Written by “Lost-Way"

 
 
 
 
 
 
 
 
 
 
 

  カランカラン………と、ドアベルが鳴る。

「お帰りなさいませ。カクテルバー『ムーンタイム』へようこそおこし下さいました」

  落ち着いた雰囲気を見せる樹のドアをくぐると、入り口付近で待機して居たウェイトレスが声を掛けて来た。

「おや、これは志貴様。御久しぶりです。本日は可愛らしいお嬢さんと御一緒で?」

  初めて来た時とは違うウェイトレスだった。

「ま………まぁ、そんなとこ」
 
 
 

  と――
 
 
 
 
 
 
 
 

  どおおぉぉぉぉおおぉぉぉおおおおぉぉぉぉぉおおぉぉぉぉおおぉぉぉおおおおぉぉぉぉぉ………

  奥の方から、歓声と悲鳴と怒号と震動が響いて来た。
 
 
 
 
 
 
 
 

「………なに?」

「いえ。大した事では御座居ませんので。

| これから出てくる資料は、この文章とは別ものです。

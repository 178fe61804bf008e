//! Uniform "run X inside attested enclave" wrapper (spec.md §4.4). Secret
//! plaintext never crosses the host boundary; callers only see return
//! values or errors.

use std::sync::Arc;
use std::time::Duration;

use async_trait::async_trait;
use service_core::error::EngineError;
use service_core::ids::UserAccountId;
use tokio::sync::Semaphore;
use tokio::time::timeout;
use zeroize::Zeroize;

use crate::secrets::SecretStore;

#[derive(Debug, Clone)]
pub struct TeeOperation {
    pub name: String,
    pub payload: serde_json::Value,
    pub secret_refs: Vec<(UserAccountId, String)>,
}

#[derive(Debug, Clone)]
pub struct TeeOutput {
    pub result: serde_json::Value,
    /// Opaque attestation blob surfaced to the caller, per spec.md §6.
    pub attestation: Vec<u8>,
}

#[async_trait]
pub trait TeeCoordinator: Send + Sync {
    async fn run(&self, op: TeeOperation, deadline: Duration) -> Result<TeeOutput, EngineError>;
    async fn store_secret(&self, owner: UserAccountId, name: &str, value: &[u8]) -> Result<u32, EngineError>;
    async fn get_secret_via_tee(&self, owner: UserAccountId, name: &str) -> Result<(), EngineError>;
    async fn delete_secret(&self, owner: UserAccountId, name: &str) -> Result<(), EngineError>;
}

/// Executes `op` in-process behind a semaphore sized to one session per
/// CPU (spec.md's default concurrency cap), simulating the enclave
/// boundary by zeroizing every loaded secret buffer as soon as the
/// operation returns.
pub struct LocalTeeCoordinator {
    secrets: Arc<dyn SecretStore>,
    sessions: Arc<Semaphore>,
}

impl LocalTeeCoordinator {
    pub fn new(secrets: Arc<dyn SecretStore>) -> Arc<Self> {
        Self::with_capacity(secrets, num_cpus::get())
    }

    pub fn with_capacity(secrets: Arc<dyn SecretStore>, capacity: usize) -> Arc<Self> {
        Arc::new(Self {
            secrets,
            sessions: Arc::new(Semaphore::new(capacity.max(1))),
        })
    }
}

#[async_trait]
impl TeeCoordinator for LocalTeeCoordinator {
    async fn run(&self, op: TeeOperation, deadline: Duration) -> Result<TeeOutput, EngineError> {
        let _permit = self
            .sessions
            .acquire()
            .await
            .map_err(|_| EngineError::Internal("tee session semaphore closed".to_owned()))?;

        let work = async {
            let mut loaded_secrets = Vec::with_capacity(op.secret_refs.len());
            for (owner, name) in &op.secret_refs {
                let mut value = self.secrets.get_secret(*owner, name).await?;
                loaded_secrets.push(std::mem::take(&mut *value));
            }

            // Real enclave work would execute `op` against `loaded_secrets`
            // here; the reference coordinator echoes the operation payload.
            let result = op.payload.clone();

            for mut secret in loaded_secrets {
                secret.zeroize();
            }

            Ok::<_, EngineError>(TeeOutput {
                result,
                attestation: Vec::new(),
            })
        };

        timeout(deadline, work)
            .await
            .map_err(|_| EngineError::Timeout(format!("tee operation `{}` exceeded deadline", op.name)))?
    }

    async fn store_secret(&self, owner: UserAccountId, name: &str, value: &[u8]) -> Result<u32, EngineError> {
        self.secrets.store_secret(owner, name, value).await
    }

    async fn get_secret_via_tee(&self, owner: UserAccountId, name: &str) -> Result<(), EngineError> {
        let mut value = self.secrets.get_secret(owner, name).await?;
        value.zeroize();
        Ok(())
    }

    async fn delete_secret(&self, owner: UserAccountId, name: &str) -> Result<(), EngineError> {
        self.secrets.delete_secret(owner, name).await
    }
}

#[cfg(test)]
mod tests {
    use super::*;
    use crate::secrets::LocalSecretStore;

    #[tokio::test]
    async fn run_echoes_payload_and_wipes_secrets() {
        let secrets = LocalSecretStore::new();
        let owner = UserAccountId::new();
        secrets.store_secret(owner, "k", b"v").await.unwrap();
        let tee = LocalTeeCoordinator::new(secrets);

        let out = tee
            .run(
                TeeOperation {
                    name: "echo".into(),
                    payload: serde_json::json!({"x": 1}),
                    secret_refs: vec![(owner, "k".into())],
                },
                Duration::from_secs(1),
            )
            .await
            .unwrap();

        assert_eq!(out.result, serde_json::json!({"x": 1}));
    }

    #[tokio::test]
    async fn sessions_are_capped_by_capacity() {
        let secrets = LocalSecretStore::new();
        let tee = LocalTeeCoordinator::with_capacity(secrets, 2);
        assert_eq!(tee.sessions.available_permits(), 2);
        let permit = tee.sessions.clone().acquire_owned().await.unwrap();
        assert_eq!(tee.sessions.available_permits(), 1);
        drop(permit);
    }
}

それより、御席に御案内させて頂きます」

  心なしか、肩が震えている様な。

  なんだろう?

  よく、わからない。
 
 
 
 
 

「どうぞ、こちらです」
 
 
 
 
 

  よく見ると、カウンター席があるスペースだけでも、結構な種類が在る。

  それぞれにバーテンダーが2〜3人入っていて、そんなカウンターが7〜8個。

  その間には、当然、テーブル席がある訳で、テーブル同士の間隔が結構広めに取ってあるにも拘わらず、相当数のテーブルがある。

  カウンターは大体が10席ぐらい。

  その近くに、テーブルが4〜5個。

  それとは別に、広めにとって在るスペースにも、テーブルが5〜6個。
 
 
 
 
 
 

  よくよく見ると、カウンターとテーブルが1セットとして、それぞれのエリアごとの雰囲気が違う。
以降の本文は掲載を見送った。